Why you should NEVER threaten to leave your child if they refuse to go home from the park or the playground
- Two Child Therapists Revealed Why You Shouldn’t Threaten to Leave a Child Behind
- If they’re having fun, don’t tell them you’re leaving
- Instead, you have to follow a four-step process, which means they feel safe
- Kristin and Deena Shared Their Exact Four Step Process for Successful Parenting
Child therapists have revealed why you should never threaten to leave your child if they refuse to leave a location, and the four-step process you should use instead.

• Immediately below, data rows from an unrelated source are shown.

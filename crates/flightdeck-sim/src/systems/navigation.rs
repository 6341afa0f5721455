//! Navigation system: docking clearances and the per-ship command port.
//!
//! Pilots talk to navigation through a [`NavigationPort`]. Ports share one
//! [`DockBook`] per frame so two ships can never be granted the same slot,
//! even though every pilot reads the same frozen snapshot.

use std::collections::HashMap;

use hecs::World;
use tracing::{debug, info};

use flightdeck_core::components::DockSlot;
use flightdeck_core::enums::{Hostility, NavigationStatus, ShipSize};
use flightdeck_core::types::{CompanyId, EntityId};
use flightdeck_core::world::{CompanyRelations, Navigation, WorldSnapshot, WorldView};

use crate::components::{entity_id, entity_of, Docks, Nav};

/// A navigation command issued by a pilot during the frame.
#[derive(Debug, Clone, Copy, PartialEq, Eq)]
pub enum NavCommand {
    Undock,
    DockAt { station: EntityId, slot: usize },
    ForceManual,
}

/// Working copy of every station's dock slots for the current frame.
#[derive(Debug, Clone, Default)]
pub struct DockBook {
    slots: HashMap<EntityId, Vec<DockSlot>>,
}

impl DockBook {
    pub fn from_snapshot(snapshot: &WorldSnapshot) -> Self {
        let slots = snapshot
            .ships()
            .iter()
            .filter(|ship| ship.dock_count() > 0)
            .map(|ship| (ship.id, ship.docks.clone()))
            .collect();
        Self { slots }
    }

    /// Grant `ship` a free slot of its size. An existing grant is returned as is.
    pub fn reserve(&mut self, station: EntityId, ship: EntityId, size: ShipSize) -> Option<usize> {
        let slots = self.slots.get_mut(&station)?;
        if let Some(index) = slots.iter().position(|slot| slot.granted == Some(ship)) {
            return Some(index);
        }
        let index = slots.iter().position(|slot| slot.is_available(size))?;
        slots[index].granted = Some(ship);
        Some(index)
    }

    /// Turn the grant held by `ship` at `station` into an occupied slot.
    pub fn occupy(&mut self, station: EntityId, ship: EntityId) -> bool {
        let Some(slots) = self.slots.get_mut(&station) else {
            return false;
        };
        match slots.iter_mut().find(|slot| slot.granted == Some(ship)) {
            Some(slot) => {
                slot.granted = None;
                slot.occupant = Some(ship);
                true
            }
            None => false,
        }
    }

    /// Drop every grant and occupancy held by `ship`.
    pub fn release(&mut self, ship: EntityId) {
        for slot in self.slots.values_mut().flat_map(|slots| slots.iter_mut()) {
            if slot.granted == Some(ship) {
                slot.granted = None;
            }
            if slot.occupant == Some(ship) {
                slot.occupant = None;
            }
        }
    }

    pub fn slots(&self, station: EntityId) -> Option<&[DockSlot]> {
        self.slots.get(&station).map(Vec::as_slice)
    }
}

/// Navigation collaborator handed to one pilot for one tick.
pub struct NavigationPort<'a> {
    ship: EntityId,
    company: CompanyId,
    size: ShipSize,
    status: NavigationStatus,
    snapshot: &'a WorldSnapshot,
    book: &'a mut DockBook,
    commands: Vec<NavCommand>,
}

impl<'a> NavigationPort<'a> {
    pub fn new(
        ship: EntityId,
        status: NavigationStatus,
        snapshot: &'a WorldSnapshot,
        book: &'a mut DockBook,
    ) -> Self {
        let (company, size) = snapshot
            .ship(ship)
            .map(|s| (s.company, s.size))
            .unwrap_or_default();
        Self {
            ship,
            company,
            size,
            status,
            snapshot,
            book,
            commands: Vec::new(),
        }
    }

    pub fn into_commands(self) -> Vec<NavCommand> {
        self.commands
    }
}

impl Navigation for NavigationPort<'_> {
    fn status(&self) -> NavigationStatus {
        self.status
    }

    fn undock(&mut self) {
        if self.status != NavigationStatus::Docked {
            return;
        }
        self.book.release(self.ship);
        self.status = NavigationStatus::Free;
        self.commands.push(NavCommand::Undock);
    }

    fn dock_at(&mut self, station: EntityId) -> bool {
        if self.status == NavigationStatus::Docked {
            return false;
        }
        let Some(target) = self.snapshot.ship(station) else {
            return false;
        };
        if !target.alive
            || self.snapshot.hostility(self.company, target.company) == Hostility::Hostile
        {
            return false;
        }
        match self.book.reserve(station, self.ship, self.size) {
            Some(slot) => {
                self.status = NavigationStatus::AutoPilot;
                self.commands.push(NavCommand::DockAt { station, slot });
                true
            }
            None => false,
        }
    }

    fn force_manual(&mut self) {
        if self.status != NavigationStatus::AutoPilot {
            return;
        }
        self.book.release(self.ship);
        self.status = NavigationStatus::Free;
        self.commands.push(NavCommand::ForceManual);
    }
}

/// Apply the commands issued by pilots to their ships' navigation state.
pub fn apply(world: &mut World, commands: &[(EntityId, Vec<NavCommand>)]) {
    for (ship, issued) in commands {
        let Some(entity) = entity_of(*ship) else {
            continue;
        };
        let Ok(mut nav) = world.get::<&mut Nav>(entity) else {
            continue;
        };
        for command in issued {
            match *command {
                NavCommand::Undock => {
                    info!(ship = %ship, station = ?nav.station, "undocked");
                    nav.status = NavigationStatus::Free;
                    nav.station = None;
                }
                NavCommand::DockAt { station, slot } => {
                    debug!(ship = %ship, %station, slot, "docking clearance granted");
                    nav.status = NavigationStatus::AutoPilot;
                    nav.station = Some(station);
                }
                NavCommand::ForceManual => {
                    debug!(ship = %ship, "docking maneuver aborted");
                    nav.status = NavigationStatus::Free;
                    nav.station = None;
                }
            }
        }
    }
}

/// Write the frame's dock book back into the station components.
pub fn commit(world: &mut World, book: &DockBook) {
    for (entity, docks) in world.query_mut::<&mut Docks>() {
        if let Some(slots) = book.slots(entity_id(entity)) {
            docks.0.clear();
            docks.0.extend_from_slice(slots);
        }
    }
}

Kristin and Deena, from the US, are the brains behind the Big little feelings parenting guide, and they share solutions to common baby, child, and toddler problems.
In their latest tip, the moms revealed why you shouldn’t tell your son or daughter you’re leaving them in the park or somewhere fun, because this is “trigger zone city” for kids.
Child therapists revealed why you should never threaten to leave your child when they refuse to leave a location, and the four-step process you should use instead (Kristin and Deena pictured on Big Little Feeling)
Kristin and Deena posted on facebook: ‘You are walking with your toddler. You have to eat, the baby is screaming and your toddler is walking backwards looking for worms, despite often asking him to get into the pram.
“How many times have we heard (or done) this on the playground?” They wrote.
The mothers explained that when you say ‘Okay, I’m leaving’ and they ignore you and you keep threatening to say ‘Okay, I’m serious, I’m leaving now’, before they start sobbing and running towards you. run, this is ‘triggering’ for a child.
“They don’t want to leave the park, they feel sad and they want to stay,” they wrote.
“When we say to our children, ‘I’m leaving you, bye,’ we inadvertently say: Your feelings about wanting to stay don’t matter, I’m leaving now, get over it,” the therapists said.
‘And, [it’s like saying] there’s a chance I’ll actually leave you one day. This is pretty scary for their little brains.’
The four-step process to get kids off somewhere fun
STEP ONE: SEE THEM – Say ‘You’re having so much fun’.
STEP TWO: OK THEIR FEELINGS – Say ‘It’s hard to leave when you’re having fun’.
STEP THREE: KEEP THE BORDER – Say ‘It’s time to go home’.
STEP FOUR: ORIENT TO THE FUN – Name a fun thing you could do together when both of you are at home.
Source: Big little feelings
They said it’s ‘triggering’ to tell a child to go somewhere because it makes them think you might abandon them one day too (stock image)
Instead of doing this, the couple said you need a “plan” or a four-step process to get them to leave the park or some other fun activity.
To do this, you must first “see” them by saying something like “You’re having so much fun.”
After this, you have to say ‘okay their feelings’ by saying ‘it’s hard to leave when you’re having fun’.
Step three is ‘hold the line’, that’s when you say ‘it’s time to go home’.
Finally, “focus on the fun” by mentioning something fun you could do together once you get home.
The reason this works so well is because of its limits.
“Don’t wait for them to be in full meltdown mode,” the experts said.
“After the first two warnings, hold the line firmly and confidently by gently removing your toddler and helping him home. It sounds like this: “It’s very difficult to leave IS. I’m going to help you now”.’
While this may upset them, by doing so you are keeping their “emotional and physical security intact, while showing them that it is now time to go home” – without any fear.
Thousands of parents who saw the simple trick were impressed and said they would definitely try to stop the empty threat on their children.
“I feel bad, I do this with my kids every day,” wrote one mother.
Others said it’s a “nice idea” on paper, but they may have a hard time executing it with their “cheeky toddler” in action.